[Returned for Revision] SE-0354: Regex Literals

Hi everyone,

The review of SE-0354: Regex Literals ran from April 28 to May 10. The core team has decided to return the proposal for revision while accepting in principle the need for a regex literal and the use of /.../ as the delimiter. A second review with this revision is open now.

The majority of discussion in the first review was regarding the choice of delimiter, and its impact on existing source – specifically due to removal of prefix / operators. During the review discussion, an alternative parsing rule was established that eliminated the need to remove these operators.

The additions to the proposal consists of two parts:

  • looking forward for unmatched closing parentheses within the regular expression, and only parsing the / as a regex if there are none. This resolves ambiguity such as f(x, /, y).reduce(/)
  • parsing / as an operator if there is no second / on the same line

Testing by the proposal authors indicate that several open-source packages that used those operators now compile cleanly with the 5.7 release branch when enabling regex literals.

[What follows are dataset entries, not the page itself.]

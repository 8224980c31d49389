use crate::commands::{decode::DecodeArgs, encode::EncodeArgs, spans::SpansArgs, train::TrainArgs};

pub mod decode;
pub mod encode;
pub mod spans;
pub mod train;

/// Subcommands for varnachip.
#[derive(clap::Subcommand, Debug)]
pub enum Commands {
    /// Train a vocabulary from text files.
    Train(TrainArgs),

    /// Encode text lines into token lines.
    Encode(EncodeArgs),

    /// Decode token lines into text.
    Decode(DecodeArgs),

    /// Show the text covered by each token.
    Spans(SpansArgs),
}

impl Commands {
    /// Run the subcommand.
    pub fn run(&self) -> Result<(), Box<dyn std::error::Error>> {
        match self {
            Commands::Train(cmd) => cmd.run(),
            Commands::Encode(cmd) => cmd.run(),
            Commands::Decode(cmd) => cmd.run(),
            Commands::Spans(cmd) => cmd.run(),
        }
    }
}
//! # String Utilities

/// Convert bytes to a `String`, replacing invalid UTF-8 sequences with `U+FFFD`.
///
/// Reuses the allocation when the bytes are valid UTF-8.
pub fn string_from_utf8_lossy(v: Vec<u8>) -> String {
    String::from_utf8(v).unwrap_or_else(|e| String::from_utf8_lossy(e.as_bytes()).into_owned())
}
//! # Parallel Encoder

use core::marker::PhantomData;

use crate::{
    encoders::TokenEncoder,
    segmentation::TextSegmentor,
    types::TokenType,
    vocab::MergeVocab,
};

/// Batch-Level Parallel Encoder Wrapper.
///
/// Enables ``rayon`` encoding of batches when available.
#[derive(Debug, Clone)]
pub struct ParallelRayonEncoder<T: TokenType, E: TokenEncoder<T>> {
    /// Inner encoder.
    pub inner: E,

    _marker: PhantomData<T>,
}

impl<T, E> ParallelRayonEncoder<T, E>
where
    T: TokenType,
    E: TokenEncoder<T>,
{
    /// Create a new parallel encoder.
    ///
    /// ## Arguments
    /// * `inner` - The token encoder to wrap.
    ///
    /// ## Returns
    /// A new `ParallelRayonEncoder` instance.
    pub fn new(inner: E) -> Self {
        Self {
            inner,
            _marker: PhantomData,
        }
    }
}

impl<T, E> TokenEncoder<T> for ParallelRayonEncoder<T, E>
where
    T: TokenType,
    E: TokenEncoder<T>,
{
    fn segmentor(&self) -> &TextSegmentor {
        self.inner.segmentor()
    }

    fn merge_vocab(&self) -> &MergeVocab<T> {
        self.inner.merge_vocab()
    }

    fn encode_append_chunk(
        &self,
        chunk: &[u8],
        tokens: &mut Vec<T>,
    ) {
        self.inner.encode_append_chunk(chunk, tokens)
    }

    fn encode_batch<S: AsRef<str> + Sync>(
        &self,
        batch: &[S],
    ) -> Vec<Vec<T>> {
        use rayon::prelude::*;
        batch.par_iter().map(|text| self.inner.encode(text)).collect()
    }
}

#[cfg(test)]
mod tests {
    use super::*;
    use crate::encoders::{
        MergeVocabEncoder,
        testing::{COMMON_SAMPLES, common_encoder_test_vocab, common_encoder_tests},
    };

    #[test]
    fn test_encoder() {
        type T = u16;
        let vocab = common_encoder_test_vocab::<T>();

        let serial = MergeVocabEncoder::<T>::new(vocab.clone());
        let encoder = ParallelRayonEncoder::new(serial.clone());
        common_encoder_tests(vocab, &encoder);

        let batch: Vec<String> = COMMON_SAMPLES
            .iter()
            .cycle()
            .take(64)
            .map(|s| s.to_string())
            .collect();
        assert_eq!(encoder.encode_batch(&batch), serial.encode_batch(&batch));
    }
}
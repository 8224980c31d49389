//! # Rank Sweep Span Encoder
//!
//! Applies every merge rule, in rank order, as one left-to-right pass.

use crate::{
    encoders::span_encoders::SpanPolicy,
    types::TokenType,
    vocab::{MergeVocab, byte_tokens::append_byte_tokens},
};

/// A [`SpanPolicy`] which sweeps the rules in rank order.
///
/// Cost is linear in the number of rules; this is the reference policy.
#[derive(Debug, Clone, Copy, Default)]
pub struct RankSweepSpanPolicy;

impl<T: TokenType> SpanPolicy<T> for RankSweepSpanPolicy {
    fn encode_append_span(
        &self,
        vocab: &MergeVocab<T>,
        span: &[u8],
        tokens: &mut Vec<T>,
    ) {
        let start = tokens.len();
        append_byte_tokens(span, tokens);

        for rule in vocab.merge_rules() {
            if tokens.len() < start + 2 {
                break;
            }

            // In-place compaction; `write <= read`.
            let n = tokens.len();
            let mut read = start;
            let mut write = start;
            while read < n {
                if read + 1 < n && (tokens[read], tokens[read + 1]) == rule.pair {
                    tokens[write] = rule.token;
                    read += 2;
                } else {
                    tokens[write] = tokens[read];
                    read += 1;
                }
                write += 1;
            }
            tokens.truncate(write);
        }
    }
}
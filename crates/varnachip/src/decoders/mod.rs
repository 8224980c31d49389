//! # Token Decoders
//!
//! Decoder clients should use:
//!
//! * `DictionaryDecoder` - the dense expansion table `TokenDecoder`.
//! * `ParallelRayonDecoder` - a batch parallelism wrapper around any `TokenDecoder`.
//!
//! ## Example
//!
//! ```rust,no_run
//! use std::sync::Arc;
//!
//! use varnachip::{
//!     decoders::{DictionaryDecoder, TokenDecoder},
//!     types::TokenType,
//!     vocab::UnifiedTokenVocab,
//! };
//!
//! fn example<T: TokenType>(
//!     vocab: Arc<UnifiedTokenVocab<T>>,
//!     batch: &[Vec<T>],
//! ) -> Vec<String> {
//!     let decoder: DictionaryDecoder<T> = DictionaryDecoder::from_unified_vocab(vocab);
//!
//!     #[cfg(feature = "rayon")]
//!     let decoder = varnachip::rayon::ParallelRayonDecoder::new(decoder);
//!
//!     decoder.try_decode_batch_to_strings(batch).unwrap()
//! }
//! ```

pub mod dictionary_decoder;
pub mod token_decoder;

#[doc(inline)]
pub use dictionary_decoder::DictionaryDecoder;
#[doc(inline)]
pub use token_decoder::TokenDecoder;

Given this, the core team has decided to open a second round of review, with the new parsing rule, for further feedback. In particular, the core team would like this review to focus on other aspects of the proposal, such as multi-line non-semantic whitespace literals, and the typed capture behavior. Feedback on any unanticipated edge cases with the new parsing rule would also be appreciated.

Some reviewers expressed a desire to avoid the terse regex syntax entirely, or only allow it to be constucted at runtime, with only the DSL being provided to create them Regex type at compile time. The core team endorses the principle of regex syntax literal as a first-class feature of the language. Regexes are a time-tested way of matching string content. Swift would take this concept, adding notable improvements such as grapheme-based matching and strongly-typed captures.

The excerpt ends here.